The second was that Sean Baker was going to win best director for Anora. There is precedent for the Academy tipping its hand in this particular category via its choice of presenter: In 2007, George Lucas, Steven Spielberg, and Francis Ford Coppola teamed up to bestow a long-delayed Oscar on their pal Martin Scorsese—a moment no less great for being so obviously stage-managed. Tarantino and Baker don’t have the same kind of personal history, but over the course of this awards season, Baker has assumed Tarantino’s mantle of loud and proud public advocacy on behalf of the theatrical moviegoing experience. “We can laugh together, cry together, scream together, perhaps sit in devastated silence together,” said the filmmaker during his acceptance speech, to whoops of applause. “Movie theaters, especially independently owned movie theaters, are struggling, and it’s up to us to support them.” As Baker spoke, the camera caught Tarantino, himself the proprietor of an independent cinema in Los Angeles, smiling approvingly.
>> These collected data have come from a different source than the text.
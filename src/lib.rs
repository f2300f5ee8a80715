//! Resilient client and CLI plumbing for the Zhipu (bigmodel) REST API.

pub mod commands;
pub mod config;
pub mod error;
pub mod record;
pub mod relay;
pub mod zhipu;
use std::fmt;
use std::path::PathBuf;

use serde::Serialize;

/// Result kind a caller expects back from a response.
#[derive(Debug, Clone, Copy, PartialEq, Eq, Serialize)]
#[serde(rename_all = "snake_case")]
pub enum ExpectedShape {
    AssistantText,
    ModerationVerdict,
    Embeddings,
    RelevanceScores,
    Transcript,
    Audio,
    GeneratedImage,
    SearchResults,
    TokenCount,
}

impl ExpectedShape {
    pub fn as_str(self) -> &'static str {
        match self {
            Self::AssistantText => "assistant text",
            Self::ModerationVerdict => "moderation verdict",
            Self::Embeddings => "embedding vectors",
            Self::RelevanceScores => "relevance scores",
            Self::Transcript => "transcript",
            Self::Audio => "audio",
            Self::GeneratedImage => "generated image",
            Self::SearchResults => "search results",
            Self::TokenCount => "token usage",
        }
    }
}

/// Placeholder produced when no extraction rule matched.
#[derive(Debug, Clone, PartialEq, Eq, Serialize)]
pub struct Diagnostic {
    pub expected: ExpectedShape,
    /// Top-level keys of the response, sorted.
    pub seen_keys: Vec<String>,
    #[serde(skip_serializing_if = "Option::is_none")]
    pub note: Option<String>,
}

impl fmt::Display for Diagnostic {
    fn fmt(&self, f: &mut fmt::Formatter<'_>) -> fmt::Result {
        write!(
            f,
            "response did not contain {} (top-level keys: [{}])",
            self.expected.as_str(),
            self.seen_keys.join(", ")
        )?;
        if let Some(note) = &self.note {
            write!(f, "; {note}")?;
        }
        Ok(())
    }
}

#[derive(Debug, Clone, Copy, PartialEq, Eq, PartialOrd, Ord, Serialize)]
#[serde(rename_all = "lowercase")]
pub enum RiskLevel {
    Low,
    Medium,
    High,
}

impl RiskLevel {
    /// Parses provider labels, including the Chinese single-character forms.
    pub fn parse(label: &str) -> Self {
        match label.trim().to_lowercase().as_str() {
            "high" | "高" => Self::High,
            "medium" | "中" => Self::Medium,
            _ => Self::Low,
        }
    }
}

#[derive(Debug, Clone, PartialEq, Eq, Serialize)]
pub struct ModerationVerdict {
    pub risk_level: RiskLevel,
    pub risk_types: Vec<String>,
}

impl ModerationVerdict {
    /// Only high risk is unsafe; medium findings are reported but pass.
    pub fn is_safe(&self) -> bool {
        self.risk_level != RiskLevel::High
    }
}

/// Provider relevance score for one submitted document.
#[derive(Debug, Clone, Copy, PartialEq, Serialize)]
pub struct ScoredIndex {
    pub index: usize,
    pub score: f64,
}

#[derive(Debug, Clone, PartialEq, Serialize)]
pub struct RankedDocument {
    pub text: String,
    pub score: f64,
    pub index: usize,
}

#[derive(Debug, Clone, PartialEq, Serialize)]
pub struct Segment {
    pub start: f64,
    pub end: f64,
    pub text: String,
}

#[derive(Debug, Clone, PartialEq, Eq, Serialize)]
pub struct SearchHit {
    pub title: String,
    pub content: String,
    pub link: String,
    #[serde(skip_serializing_if = "Option::is_none")]
    pub publish_date: Option<String>,
}

/// Normalized outcome of one provider call.
#[derive(Debug, Clone, PartialEq, Serialize)]
#[serde(tag = "kind", rename_all = "snake_case")]
pub enum CanonicalResult {
    AssistantText {
        text: String,
    },
    ModerationVerdict(ModerationVerdict),
    /// One vector per input, ordered by input index.
    EmbeddingVectors {
        vectors: Vec<Vec<f64>>,
    },
    RelevanceScores {
        scores: Vec<ScoredIndex>,
    },
    RankedDocuments {
        documents: Vec<RankedDocument>,
    },
    Transcript {
        text: String,
        #[serde(skip_serializing_if = "Vec::is_empty")]
        segments: Vec<Segment>,
    },
    Audio {
        #[serde(skip)]
        bytes: Vec<u8>,
        format: String,
    },
    GeneratedImage {
        url: String,
        #[serde(skip_serializing_if = "Option::is_none")]
        local_path: Option<PathBuf>,
    },
    SearchResults {
        hits: Vec<SearchHit>,
    },
    TokenCount {
        prompt_tokens: u64,
    },
    Unmatched(Diagnostic),
}

impl CanonicalResult {
    pub fn is_unmatched(&self) -> bool {
        matches!(self, Self::Unmatched(_))
    }
}
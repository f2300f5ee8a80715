use std::path::PathBuf;

use clap::Args;
use owo_colors::OwoColorize;

use crate::commands::{GlobalArgs, Settings, emit, print_dry_run};
use crate::error::ZpError;
use crate::relay::batch::BatchReport;
use crate::zhipu::Endpoint;
use crate::zhipu::transcription::{Transcribed, TranscriptionRequest};

#[derive(Debug, Args, Clone)]
pub struct TranscribeArgs {
    /// .wav or .mp3 files, at most 25 MB each; more than one runs as a batch
    #[arg(required = true)]
    pub files: Vec<PathBuf>,
    /// Spoken language hint, e.g. zh or en
    #[arg(long)]
    pub language: Option<String>,
    /// json, text, srt, verbose_json or vtt
    #[arg(long, default_value = "json")]
    pub format: String,
    #[arg(long)]
    pub prompt: Option<String>,
}

pub fn run(args: TranscribeArgs, global: &GlobalArgs) -> Result<(), String> {
    let settings = Settings::resolve(global)?;
    settings.log_verbose("transcribe");

    let template = TranscriptionRequest {
        model: settings.model.clone(),
        language: args.language,
        prompt: args.prompt,
        response_format: args.format,
        ..TranscriptionRequest::new(PathBuf::new())
    };

    if settings.dry_run {
        let calls = args
            .files
            .iter()
            .map(|file| {
                TranscriptionRequest {
                    file: file.clone(),
                    ..template.clone()
                }
                .envelope()
                .map(|envelope| (Endpoint::Transcription, envelope))
            })
            .collect::<Result<Vec<_>, ZpError>>()
            .map_err(|err| err.to_string())?;
        print_dry_run(&settings, &calls);
        return Ok(());
    }

    let client = settings.client()?;
    if let [file] = args.files.as_slice() {
        let request = TranscriptionRequest {
            file: file.clone(),
            ..template
        };
        return emit(&settings, client.transcribe(&request), render_one);
    }
    let report = client.transcribe_batch(&args.files, &template, &settings.batch_runner());
    emit(&settings, Ok(report), render_batch)
}

fn render_one(transcribed: &Transcribed) {
    println!("{}", transcribed.text);
    for segment in &transcribed.segments {
        eprintln!(
            "{} {}",
            format!("[{:>7.2}-{:>7.2}]", segment.start, segment.end).dimmed(),
            segment.text
        );
    }
}

fn render_batch(report: &BatchReport<PathBuf, Transcribed>) {
    for entry in &report.results {
        let name = entry.input.display();
        match (entry.result(), entry.error()) {
            (Some(transcribed), _) => println!("{} {}", format!("{name}:").bold(), transcribed.text),
            (None, Some(error)) => println!("{} {} {error}", format!("{name}:").bold(), "error".red()),
            (None, None) => {}
        }
    }
    println!(
        "total={} successful={} failed={}",
        report.total, report.successful, report.failed
    );
}
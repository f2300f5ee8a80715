//! CLI subcommands and the settings they share.

use std::env;
use std::fmt::Display;
use std::str::FromStr;
use std::time::Duration;

use clap::{Args, ValueEnum};
use serde::Serialize;
use serde_json::{Value, json};

use crate::config::{self as profile_config, ProfileConfig};
use crate::error::ZpError;
use crate::record;
use crate::relay::batch::BatchRunner;
use crate::relay::envelope::RequestEnvelope;
use crate::relay::transport::RetryPolicy;
use crate::zhipu::client::{self, ClientConfig, DEFAULT_BASE_URL, Endpoint, ZhipuClient};

pub mod chat;
pub mod config;
pub mod embed;
pub mod image;
pub mod moderate;
pub mod rerank;
pub mod search;
pub mod speak;
pub mod tokens;
pub mod transcribe;
pub mod vision;

const DEFAULT_TIMEOUT_SECS: u64 = 30;
const DEFAULT_ATTEMPTS: u32 = 3;
const DEFAULT_RETRY_DELAY_MS: u64 = 1000;

#[derive(Debug, Clone, Copy, PartialEq, Eq, ValueEnum, Serialize)]
#[serde(rename_all = "lowercase")]
pub enum OutputMode {
    Text,
    Json,
}

impl OutputMode {
    fn as_str(self) -> &'static str {
        match self {
            Self::Text => "text",
            Self::Json => "json",
        }
    }
}

/// Flags accepted by every subcommand.
#[derive(Debug, Args, Clone, Default)]
pub struct GlobalArgs {
    /// Profile name from the config file
    #[arg(long, global = true)]
    pub profile: Option<String>,
    /// Model override for the operation
    #[arg(long, global = true)]
    pub model: Option<String>,
    /// Shorthand for --output json
    #[arg(long, global = true)]
    pub json: bool,
    #[arg(long, value_enum, global = true)]
    pub output: Option<OutputMode>,
    /// Per-request timeout in seconds
    #[arg(long, global = true)]
    pub timeout: Option<u64>,
    /// Total attempts per request, including the first
    #[arg(long, global = true)]
    pub attempts: Option<u32>,
    /// Initial retry delay in milliseconds, doubled on every retry
    #[arg(long, global = true)]
    pub retry_delay: Option<u64>,
    /// Print endpoint and request body without sending anything
    #[arg(long, global = true)]
    pub dry_run: bool,
    #[arg(long, global = true)]
    pub verbose: bool,
}

/// Effective settings after applying CLI > env > profile > default.
#[derive(Debug, Clone)]
pub struct Settings {
    pub profile: Option<String>,
    pub api_key: Option<String>,
    pub base_url: String,
    pub model: Option<String>,
    pub timeout_secs: u64,
    pub attempts: u32,
    pub retry_delay_ms: u64,
    pub output: OutputMode,
    pub batch_delay_ms: u64,
    pub concurrency: usize,
    pub dry_run: bool,
    pub verbose: bool,
}

impl Settings {
    pub fn resolve(args: &GlobalArgs) -> Result<Self, String> {
        let profile = match args.profile.as_deref() {
            Some(name) => profile_config::load_profile(name)?,
            None => ProfileConfig::default(),
        };

        let output = if args.json {
            OutputMode::Json
        } else if let Some(output) = args.output {
            output
        } else {
            match profile.output.as_deref() {
                None | Some("text") => OutputMode::Text,
                Some("json") => OutputMode::Json,
                Some(other) => {
                    return Err(format!(
                        "Invalid output '{other}' in profile. Supported values: text, json."
                    ));
                }
            }
        };

        let attempts = args
            .attempts
            .or(env_parse("ZP_ATTEMPTS")?)
            .or(profile.attempts)
            .unwrap_or(DEFAULT_ATTEMPTS);
        if attempts == 0 {
            return Err("Attempts must be at least 1.".to_string());
        }
        let timeout_secs = args
            .timeout
            .or(env_parse("ZP_TIMEOUT")?)
            .or(profile.timeout)
            .unwrap_or(DEFAULT_TIMEOUT_SECS);
        if timeout_secs == 0 {
            return Err("Timeout must be at least 1 second.".to_string());
        }

        Ok(Self {
            api_key: client::api_key_from_env().or_else(|| {
                profile
                    .api_key
                    .clone()
                    .filter(|key| !key.trim().is_empty())
            }),
            base_url: env_string("ZP_BASE_URL")
                .or(profile.base_url.clone())
                .unwrap_or_else(|| DEFAULT_BASE_URL.to_string()),
            model: args
                .model
                .clone()
                .or_else(|| env_string("ZP_MODEL"))
                .or(profile.model.clone()),
            timeout_secs,
            attempts,
            retry_delay_ms: args
                .retry_delay
                .or(env_parse("ZP_RETRY_DELAY")?)
                .or(profile.retry_delay)
                .unwrap_or(DEFAULT_RETRY_DELAY_MS),
            output,
            batch_delay_ms: profile.batch_delay.unwrap_or(0),
            concurrency: profile.concurrency.unwrap_or(1).max(1),
            dry_run: args.dry_run,
            verbose: args.verbose,
            profile: args.profile.clone(),
        })
    }

    pub fn model(&self) -> Option<&str> {
        self.model.as_deref()
    }

    pub fn retry_policy(&self) -> RetryPolicy {
        RetryPolicy {
            max_attempts: self.attempts,
            initial_delay: Duration::from_millis(self.retry_delay_ms),
            ..RetryPolicy::default()
        }
    }

    pub fn batch_runner(&self) -> BatchRunner {
        BatchRunner::new(Duration::from_millis(self.batch_delay_ms)).with_concurrency(self.concurrency)
    }

    /// Builds the live client. The API key is required here and nowhere else.
    pub fn client(&self) -> Result<ZhipuClient, String> {
        let api_key = self.api_key.clone().ok_or_else(|| {
            ZpError::MissingApiKey {
                key_env: client::API_KEY_ENV,
            }
            .to_string()
        })?;
        ZhipuClient::new(ClientConfig {
            api_key,
            base_url: self.base_url.clone(),
            timeout: Duration::from_secs(self.timeout_secs),
            retry: self.retry_policy(),
        })
        .map_err(|err| err.to_string())
    }

    /// Prints the resolved settings to stderr. The key itself is never shown.
    pub fn log_verbose(&self, command: &str) {
        if !self.verbose {
            return;
        }
        eprintln!(
            "command={command} profile={} base_url={} model={} output={} timeout_secs={} attempts={} retry_delay_ms={} batch_delay_ms={} concurrency={} api_key_present={}",
            self.profile.as_deref().unwrap_or("-"),
            self.base_url,
            self.model.as_deref().unwrap_or("-"),
            self.output.as_str(),
            self.timeout_secs,
            self.attempts,
            self.retry_delay_ms,
            self.batch_delay_ms,
            self.concurrency,
            self.api_key.is_some()
        );
    }
}

fn env_string(key: &str) -> Option<String> {
    env::var(key)
        .ok()
        .map(|value| value.trim().to_string())
        .filter(|value| !value.is_empty())
}

fn env_parse<T>(key: &str) -> Result<Option<T>, String>
where
    T: FromStr,
    T::Err: Display,
{
    match env_string(key) {
        Some(raw) => raw
            .parse()
            .map(Some)
            .map_err(|err| format!("Invalid {key} '{raw}': {err}.")),
        None => Ok(None),
    }
}

/// Prints what would be sent for each call and returns without any network I/O.
pub fn print_dry_run(settings: &Settings, calls: &[(Endpoint, RequestEnvelope)]) {
    let calls: Vec<Value> = calls
        .iter()
        .map(|(endpoint, envelope)| client::preview(&settings.base_url, envelope, *endpoint))
        .collect();
    let body = json!({
        "dry_run": true,
        "output": settings.output.as_str(),
        "request": {
            "base_url": client::normalize_base_url(&settings.base_url),
            "timeout_secs": settings.timeout_secs,
            "attempts": settings.attempts,
            "retry_delay_ms": settings.retry_delay_ms,
        },
        "calls": calls,
    });
    println!("{body}");
}

/// Emits an operation result in the selected output mode. Failures become a
/// `{"success": false}` record in JSON mode and a non-zero exit either way.
pub fn emit<T, F>(settings: &Settings, result: Result<T, ZpError>, render_text: F) -> Result<(), String>
where
    T: Serialize,
    F: FnOnce(&T),
{
    match settings.output {
        OutputMode::Json => {
            println!("{}", record::from_result(&result));
            result.map(|_| ()).map_err(|err| err.to_string())
        }
        OutputMode::Text => {
            let value = result.map_err(|err| err.to_string())?;
            render_text(&value);
            Ok(())
        }
    }
}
If there’s a trend to be spotted over the last 10 years, it’s that awards for big-studio productions like Oppenheimer have become the exception rather than the rule.
Artistically speaking, Anora easily clears Nomadland and CODA, and also the vast majority of twenty-first-century winners thus far. It’s a fleet, skillful, and entertainingly well-staged screwball comedy blessed with a vivid sense of place and riven with the kind of tension between form and content that makes it, at a minimum, worth seeing. Baker is very good at what he does, even if the precise nature of that achievement, and of the filmmaker’s recursive, almost pathological, immersion in a particular milieu of transactional sexuality, is up for debate. But for all its glancing evocations of class struggle and economic exploitation and bristling, R-rated explicitness—including a near-record 479 instances of the f-word, as duly inventoried by Conan O’Brien during his monologue—Anora hasn’t been designed as any sort of load-bearing cultural statement. It’s long but slight. Its pleasures are immediate and evaporate nearly as quickly.
O’Brien is a canonically funny guy with nothing to prove, and he hosted like it. His performance existed in the sweet spot between puppyish ingratiation in the Billy Crystal mode and sneering, above-it-all indifference à la Seth MacFarlane. He parried entertainingly with a tracksuited Adam Sandler in the audience (Sandler having accrued a remarkable amount of goofball gravitas in the decades between Billy Madison and Uncut Gems), and consolidated the precious time-wasting instincts he cultivated on his talk shows into a production number about the perils of wasting time (the first appearance of the sandworm, as well as a cameo by a dancing Deadpool—thankfully not revealed to actually be Ryan Reynolds, who should be issued a restraining order by awards shows). O’Brien talked about movies like he actually enjoyed watching them, enlisting Scorsese—who has even more gravitas than Adam Sandler—to put across an SNL-style fake ad for a company called “Cinemastreams,” a satirical proof of concept for the revolutionary structures known as movie theaters, underwritten, as per the fine print, by “the Sackler Family and the Kingdom of Saudi Arabia.” Beyond using Anora to prod Donald Trump’s deference to Vladimir Putin (“I guess Americans are excited to see somebody finally stand up to a powerful Russian”), O’Brien eschewed politics (which is arguably preferable than inserting them in an attempt to curry favor). The obligatorily sober references to local devastation were carefully handled, with members of L.A. Fire Department enlisted to deliver the best zingers (“All of of our hearts go out to those who have lost their homes, and I’m talking about the producers of Joker 2.”)
It turned out that the Emilia Pérez backlash was real, to the point that the various montages seemed designed to omit best actress nominee Karla Sofîia Gascón as much as possible (“There’s not a lot of Emilia Pérez in these clips,” observed my wife, Tanya). It didn’t stop “El Mal” from beating out Dianne Warren’s “The Journey,” which represented the songwriter’s sixteenth failed Oscar bid in a row (her first was for “Nothing’s Gonna Stop Us Now,” from 1987’s Mannequin, which, as earworms go, is closer to “Somewhere Over the Rainbow.”) And it didn’t prevent Zoe Saldana’s best supporting actress victory for her showy role as a cartel lawyer in the throes of a crisis of conscience—a performance that, like nearly everything else in Emilia Perez, is spirited and incoherent. But despite its record-tying 13 nominations overall, Jacques Audiard’s film lost the best international feature film Oscar to Walter Salles’s finely turned political drama I’m Still Here—a good result.
One of the enduring justifications—or, if you like, apologias—for the Oscars is that they help to draw attention to worthy movies. If, as O’Brien suggested, there were a billion people (give or take) watching last night—or at least they were until the Hulu feed cut out, right before the final awards—it’d probably make good business sense for some American (or Canadian) distributor to pick up No Other Land and put it in theaters. To paraphrase Baker’s observations about the sanctity of communal viewing, the sold-out screening I attended of the film in Toronto had its share of devastated silences, and they spoke volumes.